The laying time of the sea-tortoises is about May, June, and July, a
little sooner or later, and they lay three times each season, eighty or
ninety eggs each time, which are round and as large as an hen's egg, but
covered only with a thin white skin, having no shell. When a tortoise
goes on shore to lay, she is usually an hour before she returns, as she
always chuses her place above high-water mark, where she makes a large
hole with her fins in the sand, in which she lays her eggs, and then
covers them two feet deep with the sand she had raked out. Sometimes
they go on shore the day before, to take a look of the place, and are
sure to return to the same spot next day. People take the tortoises on
this occasion, while on shore in the night, turning them over on their
backs, above high-water mark, and then return to fetch them off next
morning; but a large Green tortoise will give work enough to two stout
men to turn her over. The Green tortoise gets its name from the colour
of the shell, having a small round head, and weighs from 200 to 300
pounds. Its flesh is accounted the best of any, but there are none of
this kind in the South Sea. The sea-tortoises found at the Gallapagos
being a bastard kind of Green tortoises, having thicker shells than
those of the West Indies, and their flesh not so good. They are also
much larger, being frequently two or three feet thick, and their bellies
five feet broad.
They remained twelve or fourteen days at the Gallapagos, during which
time Captain Cooke lived on shore in a very poor state of health. They
also landed 1500 bags of flour, with a large quantity of sweetmeats and
other provisions, on York Island, which they might have recourse to on
any emergency. From one of their prisoners, an Indian of Realejo, they
had a flattering account of the riches of that place, which he alleged
might be easily taken, and for which enterprise he offered to serve them
as a guide. Setting sail therefore from the Gallapagos on the 12th June,
they shaped their course in lat 4 deg. 40' N. with the intention of touching
at the Island of Cocos, [in lat. 5 deg. 27' N. and long. 87 deg. 27' W. from
Greenwich.] This island is seven or eight leagues in circuit, but
uninhabited, and produces a pleasant herb near the sea coast, called
Geamadael by the Spaniards. It is so environed with steep rocks as to
be inaccessible, except on the N.E. where ships may safely ride in a
small bay.
Missing this island, they continued their course towards the continent
of America, and reached Cape Blanco, or Trespuntas, on the coast of
Mexico, in lat. 9 deg. 56' N. in the beginning of July. This cape gets the
name of Blanco, or the White Cape, from two high steep taper white
rocks, like high towers, about half a mile distant. The cape itself is
about the same height with Beachy-head, on the coast of Sussex, being a
full broad point jutting out to sea, and terminated with steep rocks,
while both sides have easy descents to the sea from the flat top, which
is covered with tall trees, and affords a pleasant prospect. On the N.W.

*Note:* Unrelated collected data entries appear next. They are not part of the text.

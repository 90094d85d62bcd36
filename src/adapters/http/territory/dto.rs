//! HTTP DTOs for territory endpoints.

use serde::{Deserialize, Serialize};

use crate::domain::territory::{MarketScore, TerritoryAnalysis};

/// Request to score a territory.
#[derive(Debug, Clone, Deserialize)]
pub struct ScoreTerritoryRequest {
    pub territory: String,
    #[serde(default)]
    pub criteria: Vec<String>,
    #[serde(default)]
    pub max_markets: Option<u32>,
}

/// Query parameters for listing analyses.
#[derive(Debug, Clone, Default, Deserialize)]
pub struct ListTerritoryAnalysesParams {
    #[serde(default)]
    pub limit: Option<usize>,
}

/// Territory analysis view for API responses.
#[derive(Debug, Clone, Serialize)]
pub struct TerritoryAnalysisResponse {
    pub id: String,
    pub territory: String,
    pub criteria: Vec<String>,
    pub markets: Vec<MarketScore>,
    pub average_score: Option<u8>,
    pub created_at: String,
}

impl From<TerritoryAnalysis> for TerritoryAnalysisResponse {
    fn from(analysis: TerritoryAnalysis) -> Self {
        Self {
            id: analysis.id().to_string(),
            territory: analysis.territory().to_string(),
            criteria: analysis.criteria().to_vec(),
            average_score: analysis.average_score().map(|p| p.value()),
            markets: analysis.markets().to_vec(),
            created_at: analysis.created_at().to_rfc3339(),
        }
    }
}

/// The caller's analyses, newest first.
#[derive(Debug, Clone, Serialize)]
pub struct TerritoryAnalysisListResponse {
    pub items: Vec<TerritoryAnalysisResponse>,
    pub total: usize,
}

impl From<Vec<TerritoryAnalysis>> for TerritoryAnalysisListResponse {
    fn from(analyses: Vec<TerritoryAnalysis>) -> Self {
        Self {
            total: analyses.len(),
            items: analyses.into_iter().map(Into::into).collect(),
        }
    }
}
//! Assessment-specific error types.

use crate::domain::foundation::{AssessmentId, DomainError, ErrorCode, MetricSetId, ValidationError};

/// Errors raised by assessment and metric set operations.
#[derive(Debug, Clone, PartialEq)]
pub enum AssessmentError {
    /// Assessment was not found.
    NotFound(AssessmentId),
    /// Metric set was not found.
    MetricSetNotFound(MetricSetId),
    /// Metric key is not part of the metric set.
    UnknownMetric(String),
    /// Caller does not own the resource.
    Forbidden,
    /// Validation failed.
    ValidationFailed { field: String, message: String },
    /// Infrastructure error.
    Infrastructure(String),
}

impl AssessmentError {
    pub fn unknown_metric(key: impl Into<String>) -> Self {
        AssessmentError::UnknownMetric(key.into())
    }

    pub fn validation(field: impl Into<String>, message: impl Into<String>) -> Self {
        AssessmentError::ValidationFailed {
            field: field.into(),
            message: message.into(),
        }
    }

    pub fn infrastructure(message: impl Into<String>) -> Self {
        AssessmentError::Infrastructure(message.into())
    }

    pub fn code(&self) -> ErrorCode {
        match self {
            AssessmentError::NotFound(_) => ErrorCode::AssessmentNotFound,
            AssessmentError::MetricSetNotFound(_) => ErrorCode::MetricSetNotFound,
            AssessmentError::UnknownMetric(_) => ErrorCode::MetricNotFound,
            AssessmentError::Forbidden => ErrorCode::Forbidden,
            AssessmentError::ValidationFailed { .. } => ErrorCode::ValidationFailed,
            AssessmentError::Infrastructure(_) => ErrorCode::DatabaseError,
        }
    }

    pub fn message(&self) -> String {
        match self {
            AssessmentError::NotFound(id) => format!("Assessment not found: {}", id),
            AssessmentError::MetricSetNotFound(id) => format!("Metric set not found: {}", id),
            AssessmentError::UnknownMetric(key) => format!("Unknown metric: {}", key),
            AssessmentError::Forbidden => "Permission denied".to_string(),
            AssessmentError::ValidationFailed { field, message } => {
                format!("Validation failed for '{}': {}", field, message)
            }
            AssessmentError::Infrastructure(msg) => format!("Error: {}", msg),
        }
    }
}

impl std::fmt::Display for AssessmentError {
    fn fmt(&self, f: &mut std::fmt::Formatter<'_>) -> std::fmt::Result {
        write!(f, "{}", self.message())
    }
}

impl std::error::Error for AssessmentError {}

impl From<ValidationError> for AssessmentError {
    fn from(err: ValidationError) -> Self {
        AssessmentError::ValidationFailed {
            field: err.field().to_string(),
            message: err.to_string(),
        }
    }
}

impl From<DomainError> for AssessmentError {
    fn from(err: DomainError) -> Self {
        match err.code {
            ErrorCode::ValidationFailed => AssessmentError::ValidationFailed {
                field: err.details.get("field").cloned().unwrap_or_default(),
                message: err.message,
            },
            ErrorCode::Forbidden => AssessmentError::Forbidden,
            _ => AssessmentError::Infrastructure(err.message),
        }
    }
}

#[cfg(test)]
mod tests {
    use super::*;

    #[test]
    fn not_found_maps_to_code() {
        let err = AssessmentError::NotFound(AssessmentId::new());
        assert_eq!(err.code(), ErrorCode::AssessmentNotFound);
        assert!(err.to_string().starts_with("Assessment not found"));
    }

    #[test]
    fn validation_error_converts_with_field() {
        let err: AssessmentError = ValidationError::empty_field("site_name").into();
        match err {
            AssessmentError::ValidationFailed { field, .. } => assert_eq!(field, "site_name"),
            other => panic!("unexpected {:?}", other),
        }
    }

    #[test]
    fn database_error_becomes_infrastructure() {
        let err: AssessmentError =
            DomainError::new(ErrorCode::DatabaseError, "connection refused").into();
        assert_eq!(err, AssessmentError::Infrastructure("connection refused".to_string()));
    }
}
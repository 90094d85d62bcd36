//! Assessment module - metric sets, site assessments and their recalculation.
//!
//! A [`MetricSet`] defines what gets measured and the target for each metric.
//! A [`SiteAssessment`] records one candidate site's measurements and
//! site-visit grades against a set. [`AssessmentRecalculator`] turns those
//! into signal scores with the ScoreEngine.

mod errors;
mod events;
mod metric_set;
mod recalculator;
mod site_assessment;
mod site_visit;

pub use errors::AssessmentError;
pub use events::{AssessmentScoresRecalculated, MetricSetMetricsChanged, MetricTargetsUpdated};
pub use metric_set::{MetricCategory, MetricDefinition, MetricKey, MetricSet, MAX_NAME_LENGTH};
pub use recalculator::{AssessmentRecalculator, MetricBreakdown, RecalculationOutcome};
pub use site_assessment::{MetricValue, SiteAssessment, MAX_SITE_NAME_LENGTH};
pub use site_visit::{
    SiteVisitCriterion, SiteVisitGrade, SiteVisitRating, SITE_VISIT_CRITERIA_COUNT,
};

side of the cape the land runs in to the N.E. for four leagues, making a
small bay, called Caldera Bay, at the entrance to which, at the N.W.
side of the cape, a rivulet of fresh water discharges itself into the
sea through very rich low lands abounding in lofty trees. This rich
wooded vale extends a mile N.E. beyond the rivulet, when a savanna
begins, running several leagues into the country, here and there
beautifully interspersed with groves of trees, and covered with
excellent long grass. Deeper into the bay, the low lands are cloathed
with mangroves; but farther into the country the land is higher, partly
covered with woods, and partly consisting of hilly savannas, not so good
as the former, and here the woods consist of short small trees. From the
bottom of this bay one may travel to the lake of Nicaragua over hilly
savannas, a distance of fourteen, or fifteen leagues.[154]
[Footnote 154: The bay of Caldera in the text is evidently the gulf of
Nicoya, from the bottom of which the lake of Nicaragua is distant about
fifty English miles due north. The latitude of Cape Blanco in the text,
9 deg. 56' N. is considerably erroneous, its true latitude being only 9 deg.